Some 22,000 New Jersey residents face deportation starting March 6 unless Congress acts. They are unauthorized immigrants brought here as children and this week some of them and their supporters are staging a hunger strike to press members of Congress to pass a bill that would give them a path to citizenship. Chief Political Correspondent Michael Aron is at one of their protests in Morristown.
Aron: We’re outside Congressman Rodney Frelinghuysen’s office where about 50 people have been demonstrating since four o’clock this afternoon. They were at Congressman Chris Smith’s office yesterday and tomorrow it will be Congressman Lobiondo. On Thanksgiving Day they’ll go to Congressman Lance’s office and they’ll break their hunger strike. We have two of them here who are on a hunger strike, Adriana Delgado and Stuart Sydenstricker. Why are you on a hunger strike?
Delgado: I am a DACA recipient and it is time now to push for a clean DREAM Act. I am willing to do whatever it takes in order for this message to be pushed. It needs to happen now. It’s an urgent matter.

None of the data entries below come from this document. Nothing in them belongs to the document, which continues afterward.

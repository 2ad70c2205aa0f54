//! Opaque key/value document store for configs, settings, and histories.
//!
//! Documents are grouped by `kind` (`bots`, `settings`, `servers`, `history`)
//! and addressed by `key`.

use std::collections::{BTreeMap, HashMap};
use std::fs;
use std::io::ErrorKind;
use std::path::{Path, PathBuf};

use parking_lot::Mutex;
use serde::Serialize;
use serde::de::DeserializeOwned;
use serde_json::Value;
use tracing::debug;

use crate::error::StoreError;

pub const KIND_BOTS: &str = "bots";
pub const KIND_SERVERS: &str = "servers";
pub const KIND_SETTINGS: &str = "settings";
pub const KIND_HISTORY: &str = "history";

pub trait Store: Send + Sync {
	fn load(&self, kind: &str, key: &str) -> Result<Option<Value>, StoreError>;

	fn save(&self, kind: &str, key: &str, value: &Value) -> Result<(), StoreError>;

	/// Removes a document. Missing documents are not an error.
	fn delete(&self, kind: &str, key: &str) -> Result<(), StoreError>;

	/// Keys present under `kind`, sorted.
	fn keys(&self, kind: &str) -> Result<Vec<String>, StoreError>;
}

/// Loads and decodes a typed document.
pub fn load_typed<T: DeserializeOwned>(
	store: &dyn Store,
	kind: &str,
	key: &str,
) -> Result<Option<T>, StoreError> {
	let Some(value) = store.load(kind, key)? else {
		return Ok(None);
	};
	serde_json::from_value(value)
		.map(Some)
		.map_err(|source| StoreError::Corrupt {
			kind: kind.to_string(),
			key: key.to_string(),
			source,
		})
}

pub fn save_typed<T: Serialize>(
	store: &dyn Store,
	kind: &str,
	key: &str,
	data: &T,
) -> Result<(), StoreError> {
	store.save(kind, key, &serde_json::to_value(data)?)
}

/// One pretty-printed JSON file per document: `<root>/<kind>/<key>.json`.
#[derive(Debug, Clone)]
pub struct JsonFileStore {
	root: PathBuf,
}

impl JsonFileStore {
	pub fn new(root: impl Into<PathBuf>) -> Self {
		Self { root: root.into() }
	}

	pub fn root(&self) -> &Path {
		&self.root
	}

	fn path(&self, kind: &str, key: &str) -> PathBuf {
		self.root.join(kind).join(format!("{key}.json"))
	}
}

fn io_error(path: &Path) -> impl FnOnce(std::io::Error) -> StoreError + '_ {
	move |source| StoreError::Io {
		path: path.to_path_buf(),
		source,
	}
}

impl Store for JsonFileStore {
	fn load(&self, kind: &str, key: &str) -> Result<Option<Value>, StoreError> {
		let path = self.path(kind, key);
		let content = match fs::read_to_string(&path) {
			Ok(content) => content,
			Err(err) if err.kind() == ErrorKind::NotFound => return Ok(None),
			Err(err) => return Err(io_error(&path)(err)),
		};
		serde_json::from_str(&content)
			.map(Some)
			.map_err(|source| StoreError::Corrupt {
				kind: kind.to_string(),
				key: key.to_string(),
				source,
			})
	}

	fn save(&self, kind: &str, key: &str, value: &Value) -> Result<(), StoreError> {
		let path = self.path(kind, key);
		if let Some(parent) = path.parent() {
			fs::create_dir_all(parent).map_err(io_error(parent))?;
		}
		// Readers never observe a partially written document.
		let tmp = path.with_extension("json.tmp");
		fs::write(&tmp, serde_json::to_string_pretty(value)?).map_err(io_error(&tmp))?;
		fs::rename(&tmp, &path).map_err(io_error(&path))?;
		debug!(target = "afk.store", kind, key, "saved document");
		Ok(())
	}

	fn delete(&self, kind: &str, key: &str) -> Result<(), StoreError> {
		let path = self.path(kind, key);
		match fs::remove_file(&path) {
			Ok(()) => Ok(()),
			Err(err) if err.kind() == ErrorKind::NotFound => Ok(()),
			Err(err) => Err(io_error(&path)(err)),
		}
	}

	fn keys(&self, kind: &str) -> Result<Vec<String>, StoreError> {
		let dir = self.root.join(kind);
		let entries = match fs::read_dir(&dir) {
			Ok(entries) => entries,
			Err(err) if err.kind() == ErrorKind::NotFound => return Ok(Vec::new()),
			Err(err) => return Err(io_error(&dir)(err)),
		};
		let mut keys = Vec::new();
		for entry in entries {
			let path = entry.map_err(io_error(&dir))?.path();
			if path.extension().is_some_and(|ext| ext == "json") {
				if let Some(stem) = path.file_stem().and_then(|s| s.to_str()) {
					keys.push(stem.to_string());
				}
			}
		}
		keys.sort();
		Ok(keys)
	}
}

/// In-process store used by tests and ephemeral runs.
#[derive(Debug, Default)]
pub struct MemoryStore {
	docs: Mutex<HashMap<String, BTreeMap<String, Value>>>,
}

impl MemoryStore {
	pub fn new() -> Self {
		Self::default()
	}
}

impl Store for MemoryStore {
	fn load(&self, kind: &str, key: &str) -> Result<Option<Value>, StoreError> {
		Ok(self.docs.lock().get(kind).and_then(|docs| docs.get(key)).cloned())
	}

	fn save(&self, kind: &str, key: &str, value: &Value) -> Result<(), StoreError> {
		self.docs
			.lock()
			.entry(kind.to_string())
			.or_default()
			.insert(key.to_string(), value.clone());
		Ok(())
	}

	fn delete(&self, kind: &str, key: &str) -> Result<(), StoreError> {
		if let Some(docs) = self.docs.lock().get_mut(kind) {
			docs.remove(key);
		}
		Ok(())
	}

	fn keys(&self, kind: &str) -> Result<Vec<String>, StoreError> {
		Ok(self
			.docs
			.lock()
			.get(kind)
			.map(|docs| docs.keys().cloned().collect())
			.unwrap_or_default())
	}
}
//! Persisted bot configuration: [`SessionConfig`] and its partial updates.

use std::fmt;

use chrono::{DateTime, Utc};
use serde::{Deserialize, Deserializer, Serialize};

use crate::ids::{BotId, ServerId};

/// Default game port used when a record or request omits one.
pub const DEFAULT_PORT: u16 = 25565;
/// Default protocol version assigned to new bots.
pub const DEFAULT_PROTOCOL_VERSION: &str = "1.20.4";
/// Default host assigned to records that predate the `host` field.
pub const DEFAULT_HOST: &str = "localhost";

/// Protocol version requested for a connection.
///
/// Serialized as a plain string: `"auto"` lets the client negotiate.
#[derive(Debug, Clone, PartialEq, Eq, Serialize, Deserialize)]
#[serde(from = "String", into = "String")]
pub enum ProtocolVersion {
	Auto,
	Fixed(String),
}

impl Default for ProtocolVersion {
	fn default() -> Self {
		ProtocolVersion::Fixed(DEFAULT_PROTOCOL_VERSION.to_string())
	}
}

impl From<String> for ProtocolVersion {
	fn from(value: String) -> Self {
		let trimmed = value.trim();
		if trimmed.is_empty() || trimmed.eq_ignore_ascii_case("auto") {
			ProtocolVersion::Auto
		} else {
			ProtocolVersion::Fixed(trimmed.to_string())
		}
	}
}

impl From<ProtocolVersion> for String {
	fn from(value: ProtocolVersion) -> Self {
		value.to_string()
	}
}

impl fmt::Display for ProtocolVersion {
	fn fmt(&self, f: &mut fmt::Formatter<'_>) -> fmt::Result {
		match self {
			ProtocolVersion::Auto => write!(f, "auto"),
			ProtocolVersion::Fixed(version) => write!(f, "{version}"),
		}
	}
}

/// Target game server.
#[derive(Debug, Clone, PartialEq, Eq, Serialize, Deserialize)]
#[serde(rename_all = "camelCase")]
pub struct Endpoint {
	#[serde(default = "default_host", alias = "ip")]
	pub host: String,
	#[serde(default = "default_port")]
	pub port: u16,
	#[serde(default)]
	pub version: ProtocolVersion,
}

impl Default for Endpoint {
	fn default() -> Self {
		Self {
			host: default_host(),
			port: DEFAULT_PORT,
			version: ProtocolVersion::default(),
		}
	}
}

impl fmt::Display for Endpoint {
	fn fmt(&self, f: &mut fmt::Formatter<'_>) -> fmt::Result {
		write!(f, "{}:{}", self.host, self.port)
	}
}

fn default_host() -> String {
	DEFAULT_HOST.to_string()
}

fn default_port() -> u16 {
	DEFAULT_PORT
}

/// How the account authenticates against the game server.
#[derive(Debug, Clone, Copy, Default, PartialEq, Eq, Serialize, Deserialize)]
#[serde(rename_all = "lowercase")]
pub enum AuthMode {
	/// Device-code flow; may surface an [`AuthChallenge`](crate::AuthChallenge).
	#[default]
	Microsoft,
	/// Offline-mode username, no external authentication.
	Offline,
}

impl fmt::Display for AuthMode {
	fn fmt(&self, f: &mut fmt::Formatter<'_>) -> fmt::Result {
		match self {
			AuthMode::Microsoft => write!(f, "microsoft"),
			AuthMode::Offline => write!(f, "offline"),
		}
	}
}

/// Credential reference for a bot.
#[derive(Debug, Clone, Default, PartialEq, Eq, Serialize, Deserialize)]
#[serde(rename_all = "camelCase")]
pub struct Account {
	/// Account identifier (email for Microsoft accounts, username offline).
	#[serde(default)]
	pub email: String,
	#[serde(default, alias = "type")]
	pub auth: AuthMode,
	/// Whether a device-code challenge has been completed for this account.
	#[serde(default)]
	pub verified: bool,
}

impl Account {
	/// Returns the account identifier when one is configured.
	pub fn identifier(&self) -> Option<&str> {
		let trimmed = self.email.trim();
		(!trimmed.is_empty()).then_some(trimmed)
	}
}

/// Persisted configuration of one supervised session.
#[derive(Debug, Clone, PartialEq, Serialize, Deserialize)]
#[serde(rename_all = "camelCase")]
pub struct SessionConfig {
	pub id: BotId,
	pub name: String,
	#[serde(default, alias = "server")]
	pub endpoint: Endpoint,
	#[serde(default)]
	pub account: Account,
	/// Username of the dashboard user this bot is assigned to.
	#[serde(default, skip_serializing_if = "Option::is_none", alias = "assignedTo")]
	pub owner: Option<String>,
	#[serde(default, skip_serializing_if = "Option::is_none")]
	pub server_profile: Option<ServerId>,
	#[serde(default = "Utc::now")]
	pub created: DateTime<Utc>,
}

impl SessionConfig {
	/// Merges `patch` into this config.
	///
	/// Nested `endpoint` and `account` objects merge field-by-field; absent
	/// fields keep their current value.
	pub fn apply(&mut self, patch: SessionConfigPatch) {
		if let Some(name) = patch.name {
			self.name = name;
		}
		if let Some(endpoint) = patch.endpoint {
			if let Some(host) = endpoint.host {
				self.endpoint.host = host;
			}
			if let Some(port) = endpoint.port {
				self.endpoint.port = port;
			}
			if let Some(version) = endpoint.version {
				self.endpoint.version = version;
			}
		}
		if let Some(account) = patch.account {
			if let Some(email) = account.email {
				self.account.email = email;
			}
			if let Some(auth) = account.auth {
				self.account.auth = auth;
			}
			if let Some(verified) = account.verified {
				self.account.verified = verified;
			}
		}
		if let Some(owner) = patch.owner {
			self.owner = owner;
		}
		if let Some(profile) = patch.server_profile {
			self.server_profile = profile;
		}
	}
}

/// Partial update for [`SessionConfig`].
///
/// Double options distinguish "leave unchanged" (field absent) from "clear"
/// (`null`) for the optional references.
#[derive(Debug, Clone, Default, PartialEq, Serialize, Deserialize)]
#[serde(rename_all = "camelCase")]
pub struct SessionConfigPatch {
	#[serde(default, skip_serializing_if = "Option::is_none")]
	pub name: Option<String>,
	#[serde(default, skip_serializing_if = "Option::is_none", alias = "server")]
	pub endpoint: Option<EndpointPatch>,
	#[serde(default, skip_serializing_if = "Option::is_none")]
	pub account: Option<AccountPatch>,
	#[serde(default, skip_serializing_if = "Option::is_none", deserialize_with = "double_option")]
	pub owner: Option<Option<String>>,
	#[serde(default, skip_serializing_if = "Option::is_none", deserialize_with = "double_option")]
	pub server_profile: Option<Option<ServerId>>,
}

#[derive(Debug, Clone, Default, PartialEq, Serialize, Deserialize)]
#[serde(rename_all = "camelCase")]
pub struct EndpointPatch {
	#[serde(default, skip_serializing_if = "Option::is_none", alias = "ip")]
	pub host: Option<String>,
	#[serde(default, skip_serializing_if = "Option::is_none")]
	pub port: Option<u16>,
	#[serde(default, skip_serializing_if = "Option::is_none")]
	pub version: Option<ProtocolVersion>,
}

#[derive(Debug, Clone, Default, PartialEq, Serialize, Deserialize)]
#[serde(rename_all = "camelCase")]
pub struct AccountPatch {
	#[serde(default, skip_serializing_if = "Option::is_none")]
	pub email: Option<String>,
	#[serde(default, skip_serializing_if = "Option::is_none")]
	pub auth: Option<AuthMode>,
	#[serde(default, skip_serializing_if = "Option::is_none")]
	pub verified: Option<bool>,
}

/// Input for creating a bot. Only `host` is required.
#[derive(Debug, Clone, Default, PartialEq, Serialize, Deserialize)]
#[serde(rename_all = "camelCase")]
pub struct NewSession {
	#[serde(default, skip_serializing_if = "Option::is_none")]
	pub name: Option<String>,
	#[serde(default, skip_serializing_if = "Option::is_none", alias = "ip")]
	pub host: Option<String>,
	#[serde(default, skip_serializing_if = "Option::is_none")]
	pub port: Option<u16>,
	#[serde(default, skip_serializing_if = "Option::is_none")]
	pub version: Option<ProtocolVersion>,
	#[serde(default, skip_serializing_if = "Option::is_none")]
	pub email: Option<String>,
	#[serde(default, skip_serializing_if = "Option::is_none")]
	pub auth: Option<AuthMode>,
	#[serde(default, skip_serializing_if = "Option::is_none")]
	pub owner: Option<String>,
	#[serde(default, skip_serializing_if = "Option::is_none")]
	pub server_profile: Option<ServerId>,
}

fn double_option<'de, T, D>(deserializer: D) -> Result<Option<Option<T>>, D::Error>
where
	T: Deserialize<'de>,
	D: Deserializer<'de>,
{
	Option::<T>::deserialize(deserializer).map(Some)
}
//! Wire types for the afk fleet supervisor.
//!
//! This crate contains the serde-serializable types exchanged between the
//! supervisor runtime, its persistent store, and the control/observer surface.
//!
//! # Design Philosophy
//!
//! Types in this crate are:
//! - **Pure data**: No behavior beyond serialization and config merging
//! - **camelCase on the wire**: Matches what dashboards and stored records use
//! - **Stable**: Persisted records stay readable across releases (`#[serde(default)]`)
//!
//! Runtime behavior (supervision, persistence, broadcasting) lives in `afk-runtime`.

pub mod config;
pub mod event;
pub mod ids;
pub mod log;
pub mod server;
pub mod settings;
pub mod status;

pub use config::*;
pub use event::*;
pub use ids::*;
pub use log::*;
pub use server::*;
pub use settings::*;
pub use status::*;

Aron: What is a clean DREAM Act?
Delgado: A clean DREAM Act means that the DACA recipients and those eligible through work, education, or military service will be provided a legal pathway toward permanent residency and citizenship status. However, what we are asking for should not come with any funding for the wall that the Trump administration has been promoting or any mass deportation.
Aron: No increased border security?
Aron: Stuart Sydenstricker, why are you out here and why are you fasting?
Sydenstricker: I’m fasting because a lot of the young supporters that I have in my life, a lot of the mentors, have been DACA recipients. There’s a lot of youth — 800,000 in the country — that are now in this limbo situation because of a possible change in the DREAM Act, actually they want to eliminate it, and we want to support the clean one, just like my friend explained to you.
Aron: So you’re not an immigrant, yourself?
Sydenstricker: I was born in Brazil. I came here about 30 years ago. I was undocumented for about six years before my first wife in New Jersey. Now, I’m a citizen, but I have a close connection with the immigrant community.
Aron: Where were you born, Adriana?
Delgado: I was born in Mexico.
Aron: And how old were you when you came to America?
Delgado: I was two years old.
Aron: How does it feel to be living under the threat of deportation when you’ve been here all your life, virtually.
Delgado: So ever since I was little I’ve known to stay away from any potential ICE raids. It’s a situation where you feel like you’re closed in and you really can’t come out and expose yourself and be who you are. There’s no freedom there. And when DACA came it gave us a little taste of what that was, but now that it’s being stripped away from us we’re asking for something permanent.
Aron: Have you been active with immigrant groups for awhile now or is this new to you?
Sydenstricker: No, I’ve been active for about 15 years with this organization in Morristown, which is an immigrant-led organization working for progressive changes in immigration law.
Aron: You haven’t eaten since yesterday?
Sydenstricker: Yeah, we started, Sunday night was our last meal, and we’re going to go until Thursday.
Aron: You’re going to go until Thanksgiving and have a nice turkey meal?
Sydenstricker: Well, we’re going to go slowly.
Aron: And you’re going to go to other Republican congresspeople’s office Wednesday and Thursday, will you be there?
Delgado: Yes, I will be at all of them.
Aron: And how do you feel having not had a meal since Sunday night?
Delgado: I was a little lightheaded this morning. I was very hungry, but coming to these rallies really uplifts us and motivates us to keep going.
Aron: Thank you both for talking to us. These two and all the people behind me are quite passionate about DACA and the DREAM Act. There is a state DREAM Act that gives in state tuition to children in this situation, but there’s no federal DREAM Act and they’re calling for a clean DREAM Act.